= Priscilla Hussey =

American entomologist (1894–1946)

Edith Priscilla Butler Hussey (January 24, 1894 – 21 January 1946) was an American entomologist and biology professor who wrote numerous scientific articles and poems featured in many different magazines. She was a faculty member at the Northwestern State College of Louisiana for 17 years.

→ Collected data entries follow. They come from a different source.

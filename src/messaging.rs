use std::collections::HashMap;
use std::time::Duration;

use anyhow::Result;
use async_trait::async_trait;
use redis::aio::ConnectionManager;
use redis::streams::{
  StreamClaimReply, StreamId, StreamInfoConsumersReply, StreamPendingCountReply, StreamRangeReply,
  StreamReadOptions, StreamReadReply,
};
use redis::{AsyncCommands, Client};
use tokio_retry::Retry;
use tokio_retry::strategy::ExponentialBackoff;
use tracing::{debug, info, warn};

use crate::errors::BrokerError;

static MAX_RETRIES: usize = 5;
static DELAY: u64 = 100;

pub async fn create_redis_connection(redis_url: &str) -> Result<ConnectionManager> {
  let client = Client::open(redis_url)?;
  let conn = Retry::spawn(ExponentialBackoff::from_millis(DELAY).take(MAX_RETRIES), || {
    ConnectionManager::new(client.clone())
  })
    .await?;
  info!("Redis connection established");
  Ok(conn)
}

/// An entry handed to a consumer. It stays pending until acknowledged.
#[derive(Debug, Clone, PartialEq)]
pub struct Delivery {
  pub entry_id: String,
  pub fields: HashMap<String, String>,
  pub times_delivered: usize,
}

/// An unacknowledged entry as seen by the consumer group.
#[derive(Debug, Clone, PartialEq)]
pub struct PendingEntry {
  pub entry_id: String,
  pub consumer: String,
  pub idle: Duration,
  pub times_delivered: usize,
}

/// Durable ordered log consumed through a single consumer group.
#[async_trait]
pub trait WorkLog: Send + Sync {
  /// Create the consumer group if it does not exist yet. Safe to race.
  async fn ensure_group(&self) -> Result<(), BrokerError>;

  async fn append(&self, fields: &[(&'static str, String)]) -> Result<String, BrokerError>;

  /// Entries that have been pending for at least `min_idle`, oldest first.
  async fn idle_entries(&self, min_idle: Duration, count: usize) -> Result<Vec<PendingEntry>, BrokerError>;

  /// Take ownership of one idle entry. `None` if it is no longer idle enough,
  /// e.g. another consumer claimed it first or it was acknowledged.
  async fn claim(&self, consumer: &str, entry: &PendingEntry, min_idle: Duration) -> Result<Option<Delivery>, BrokerError>;

  /// Wait up to `block` for one never-delivered entry.
  async fn read_new(&self, consumer: &str, block: Duration) -> Result<Option<Delivery>, BrokerError>;

  async fn ack(&self, entry_id: &str) -> Result<(), BrokerError>;
}

/// [`WorkLog`] over a Redis stream.
#[derive(Clone)]
pub struct RedisWorkLog {
  conn: ConnectionManager,
  stream: String,
  group: String,
}

impl RedisWorkLog {
  pub fn new(conn: ConnectionManager, stream: &str, group: &str) -> Self {
    Self {
      conn,
      stream: stream.to_string(),
      group: group.to_string(),
    }
  }

  pub fn stream(&self) -> &str {
    &self.stream
  }

  pub async fn length(&self) -> Result<usize, BrokerError> {
    let mut conn = self.conn.clone();
    let len: usize = conn.xlen(&self.stream).await?;
    Ok(len)
  }

  pub async fn pending(&self, count: usize) -> Result<Vec<PendingEntry>, BrokerError> {
    let mut conn = self.conn.clone();
    let reply: StreamPendingCountReply = conn
      .xpending_count(&self.stream, &self.group, "-", "+", count)
      .await?;
    Ok(
      reply
        .ids
        .into_iter()
        .map(|p| PendingEntry {
          entry_id: p.id,
          consumer: p.consumer,
          idle: Duration::from_millis(p.last_delivered_ms as u64),
          times_delivered: p.times_delivered,
        })
        .collect(),
    )
  }

  /// Consumer name with its pending count and idle time.
  pub async fn consumers(&self) -> Result<Vec<(String, usize, Duration)>, BrokerError> {
    let mut conn = self.conn.clone();
    let reply: StreamInfoConsumersReply = conn.xinfo_consumers(&self.stream, &self.group).await?;
    Ok(
      reply
        .consumers
        .into_iter()
        .map(|c| (c.name, c.pending, Duration::from_millis(c.idle as u64)))
        .collect(),
    )
  }

  /// Latest entries, newest first.
  pub async fn recent(&self, count: usize) -> Result<Vec<Delivery>, BrokerError> {
    let mut conn = self.conn.clone();
    let reply: StreamRangeReply = conn.xrevrange_count(&self.stream, "+", "-", count).await?;
    Ok(reply.ids.into_iter().map(|id| into_delivery(id, 0)).collect())
  }
}

#[async_trait]
impl WorkLog for RedisWorkLog {
  async fn ensure_group(&self) -> Result<(), BrokerError> {
    let mut conn = self.conn.clone();
    let created: redis::RedisResult<()> = conn.xgroup_create_mkstream(&self.stream, &self.group, "0").await;
    match created {
      Ok(()) => {
        info!(group = %self.group, stream = %self.stream, "Created consumer group");
        Ok(())
      }
      Err(e) if e.code() == Some("BUSYGROUP") => {
        info!(group = %self.group, "Consumer group already exists");
        Ok(())
      }
      Err(e) => Err(e.into()),
    }
  }

  async fn append(&self, fields: &[(&'static str, String)]) -> Result<String, BrokerError> {
    let mut conn = self.conn.clone();
    let entry_id: String = conn.xadd(&self.stream, "*", fields).await?;
    Ok(entry_id)
  }

  async fn idle_entries(&self, min_idle: Duration, count: usize) -> Result<Vec<PendingEntry>, BrokerError> {
    let mut conn = self.conn.clone();
    // IDLE filters server side so live in-flight entries do not crowd out stale ones.
    let pending: StreamPendingCountReply = redis::cmd("XPENDING")
      .arg(&self.stream)
      .arg(&self.group)
      .arg("IDLE")
      .arg(min_idle.as_millis() as u64)
      .arg("-")
      .arg("+")
      .arg(count)
      .query_async(&mut conn)
      .await?;
    Ok(
      pending
        .ids
        .into_iter()
        .map(|p| PendingEntry {
          entry_id: p.id,
          consumer: p.consumer,
          idle: Duration::from_millis(p.last_delivered_ms as u64),
          times_delivered: p.times_delivered,
        })
        .collect(),
    )
  }

  async fn claim(
    &self,
    consumer: &str,
    entry: &PendingEntry,
    min_idle: Duration,
  ) -> Result<Option<Delivery>, BrokerError> {
    let mut conn = self.conn.clone();
    // XCLAIM re-checks the idle time, so an entry another consumer took in the
    // meantime comes back empty.
    let claimed: StreamClaimReply = conn
      .xclaim(&self.stream, &self.group, consumer, min_idle.as_millis() as u64, &[&entry.entry_id])
      .await?;
    let delivery = claimed
      .ids
      .into_iter()
      .next()
      .map(|id| into_delivery(id, entry.times_delivered + 1));
    if delivery.is_none() {
      debug!(entry_id = %entry.entry_id, consumer, "Entry already claimed elsewhere");
    }
    Ok(delivery)
  }

  async fn read_new(&self, consumer: &str, block: Duration) -> Result<Option<Delivery>, BrokerError> {
    let mut conn = self.conn.clone();
    let opts = StreamReadOptions::default()
      .group(&self.group, consumer)
      .count(1)
      .block(block.as_millis() as usize);
    let reply: Option<StreamReadReply> = conn.xread_options(&[&self.stream], &[">"], &opts).await?;
    Ok(
      reply
        .and_then(|r| r.keys.into_iter().next())
        .and_then(|key| key.ids.into_iter().next())
        .map(|id| into_delivery(id, 1)),
    )
  }

  async fn ack(&self, entry_id: &str) -> Result<(), BrokerError> {
    let mut conn = self.conn.clone();
    let acked: i64 = conn.xack(&self.stream, &self.group, &[entry_id]).await?;
    if acked == 0 {
      warn!(entry_id, "Entry was not pending at acknowledgement");
    }
    Ok(())
  }
}

fn into_delivery(id: StreamId, times_delivered: usize) -> Delivery {
  let fields = id
    .map
    .iter()
    .filter_map(|(k, v)| match redis::from_redis_value::<String>(v) {
      Ok(value) => Some((k.clone(), value)),
      Err(e) => {
        warn!(entry_id = %id.id, field = %k, error = %e, "Skipping non-string field");
        None
      }
    })
    .collect();
  Delivery {
    entry_id: id.id,
    fields,
    times_delivered,
  }
}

Priscilla Hussey was born on 24 January 1894. She attended the University of Michigan where she received an A.B. in zoology. In her later life she earned her M.A. from Smith College and her S.D. from Radcliffe College. She was a biology professor at New York University (the Washington Square branch) and Louisiana State Normal College and was a member of many organizations such as the Louisiana Academy of Sciences, the American Association for the Advancement of Science, New York Entomological Society and the Entomological Society of America. She married Dr. Roland F. Hussey on 8 September 1923 in Battle Creek, Michigan. Together they had three children: Barbara Ruth Hussey (born 4 June 1924), Roland Fountain Hussey, Jr. (born 15 October 1925), and William Joseph Hussey (born 31 August 1927). They later divorced in 1929. She died on 21 January 1946 in Natchitoches, Louisiana after a long illness.

Her works include Studies on the Pleuropodia of Belostoma flumineum Say and Ranatra fusca Palisot de Beauvois, with a discussion of these organs in other insects in 1926.